So often, patients present with fractured teeth due to large restorations that have undermined the tooth structure. There can also be cases involving trauma where the coronal portion of the tooth has fractured. In addition, pre-existing endo teeth that have not been restored adequately can fracture significantly due to weakened tooth structure. On these occasions, we are left with a clinical situation in which there is inadequate residual tooth structure to place a definitive crown. What shall we do? Extract the root and place a dental implant, or construct a fixed bridge? Implant Supported Bridge keep natural teeth at their places and replace teeth without support.Both of those options are more invasive, more time consuming, and more prone to long-term maintenance issues. We cannot replace osseous support and the beautiful soft-tissue architecture as the crown emerges from the sulcus. However, there is a better method—one that is more predictable and with good long-term prognosis, that also provides the optimal physiologic and aesthetic outcome. Preserve the root, build up a foundation, and place a definitive restoration.
Before any dehydration of the teeth took place from our clinical procedures, an accurate shade was taken utilizing a spectrophotometer (VITA Easy Shade V [VITA North America]) (Figure 4). A photo was taken (Nikon 3300 DSLR camera) and printed out (Lester Dine).
The first step in the placement of a post was to analyze the radiograph to gain a sense of length and width of the canal for proper post selection. There are many recommendations regarding this matter. The clinician should remove as little intraradicular dentin as possible so as not to weaken the root; this is dependent on the endodontic preparation and calcification level. For long-term success, it is important to leave at least 5.0 mm of apical gutta-percha to act as a seal, with placement of the post approximately two thirds down the root. The initial access opening had a temporary filling which was removed using an electric handpiece (Forza ELM [Brasseler USA]). The access area was then enlarged somewhat to follow tooth morphology and to act as an anti-rotation component (Figure 5). The author prefers an electric handpiece due to controlled torque, RPM reduction, and the quieter nature of the procedure.
The process of canal preparation was initiated using a flexible Gates Glidden end-cutting drill to remove the desired amount of gutta-percha (Figure 6). Once the gutta-percha was removed, the appropriate size post was selected. The size selection was done through measurements of the canal and careful review of the radiograph.

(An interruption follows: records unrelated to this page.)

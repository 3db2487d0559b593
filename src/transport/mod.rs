//! MCP transport layer
//!
//! - Stdio: newline-delimited JSON-RPC over stdin/stdout (local clients)
//! - HTTP: JSON-RPC 2.0 over `POST /mcp` with session management

pub mod jsonrpc;
pub mod stdio;

#[cfg(feature = "http_transport")]
pub mod http;

use std::fmt;
use std::str::FromStr;

use crate::activity::LogBackend;

/// Transport mode selection for the MCP server
#[derive(Debug, Clone, Copy, PartialEq, Eq, Default)]
pub enum TransportMode {
    /// Standard I/O transport (local MCP connections)
    #[default]
    Stdio,

    /// Streamable HTTP transport
    Http,
}

impl TransportMode {
    /// Activity log backend used when none is configured
    ///
    /// Stdio runs as a long-lived local process and keeps a durable log;
    /// HTTP keeps recent entries in memory for `get_recent_logs`.
    pub fn default_log_backend(&self) -> LogBackend {
        match self {
            TransportMode::Stdio => LogBackend::File,
            TransportMode::Http => LogBackend::Memory,
        }
    }
}

impl fmt::Display for TransportMode {
    fn fmt(&self, f: &mut fmt::Formatter<'_>) -> fmt::Result {
        match self {
            TransportMode::Stdio => write!(f, "stdio"),
            TransportMode::Http => write!(f, "http"),
        }
    }
}

impl FromStr for TransportMode {
    type Err = String;

    fn from_str(s: &str) -> Result<Self, Self::Err> {
        match s.to_lowercase().as_str() {
            "stdio" => Ok(TransportMode::Stdio),
            "http" => Ok(TransportMode::Http),
            other => Err(format!(
                "Invalid transport mode '{}'. Valid options: stdio, http",
                other
            )),
        }
    }
}
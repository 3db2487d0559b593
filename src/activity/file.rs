//! Durable append-only activity log
//!
//! One JSON object per line. Lines that fail to parse are skipped on read.
//! Every call touches the filesystem synchronously; async callers go through
//! [`super::record`] and [`super::read_all`].

use std::fs::{self, OpenOptions};
use std::io::Write;
use std::path::{Path, PathBuf};
use std::sync::{Mutex, PoisonError};

use super::{ActivityLog, LogEntry};

pub struct FileActivityLog {
    path: PathBuf,
    write_lock: Mutex<()>,
}

impl FileActivityLog {
    pub fn new(path: impl Into<PathBuf>) -> Self {
        Self {
            path: path.into(),
            write_lock: Mutex::new(()),
        }
    }

    pub fn path(&self) -> &Path {
        &self.path
    }

    fn write_line(&self, entry: &LogEntry) -> std::io::Result<()> {
        let line = serde_json::to_string(entry)?;

        if let Some(parent) = self.path.parent() {
            if !parent.as_os_str().is_empty() {
                fs::create_dir_all(parent)?;
            }
        }

        let mut file = OpenOptions::new()
            .create(true)
            .append(true)
            .open(&self.path)?;
        writeln!(file, "{}", line)
    }
}

impl ActivityLog for FileActivityLog {
    fn is_blocking(&self) -> bool {
        true
    }

    fn append(&self, entry: LogEntry) {
        let _guard = self.write_lock.lock().unwrap_or_else(PoisonError::into_inner);
        if let Err(e) = self.write_line(&entry) {
            tracing::warn!(
                path = %self.path.display(),
                "Failed to append activity log entry: {}",
                e
            );
        }
    }

    fn read_all(&self) -> Vec<LogEntry> {
        let _guard = self.write_lock.lock().unwrap_or_else(PoisonError::into_inner);
        let contents = match fs::read_to_string(&self.path) {
            Ok(contents) => contents,
            Err(e) if e.kind() == std::io::ErrorKind::NotFound => return Vec::new(),
            Err(e) => {
                tracing::warn!(
                    path = %self.path.display(),
                    "Failed to read activity log: {}",
                    e
                );
                return Vec::new();
            }
        };

        contents
            .lines()
            .filter(|line| !line.trim().is_empty())
            .filter_map(|line| match serde_json::from_str::<LogEntry>(line) {
                Ok(entry) => Some(entry),
                Err(e) => {
                    tracing::debug!("Skipping malformed activity log line: {}", e);
                    None
                }
            })
            .collect()
    }
}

The kit to be utilized in this case was the very latest 3-D Fiber Post from 3M. This clinical product represents a true advancement in post design. The key enduring feature of the 3-D fiber-reinforced glass post is that the inherent flexural modulus is similar to that of dentin. The post has a knurled coronal portion to engage the core material. It is 60% parallel glass fibers in a resin matrix that has been presilanated to enhance chemical bonding. The microstructure creates an ideal surface for mechanical interlock. The components of this system include the 3-D post, 35% phosphoric acid gel (Scotchbond Etchant [3M]), bonding adhesive (Scotchbond Universal [3M]), self-etching dual-cured resin cement (RelyX Unicem 2 [3M]), bulk-fill core material (Filtek Bulk Fill [3M]), and reamers.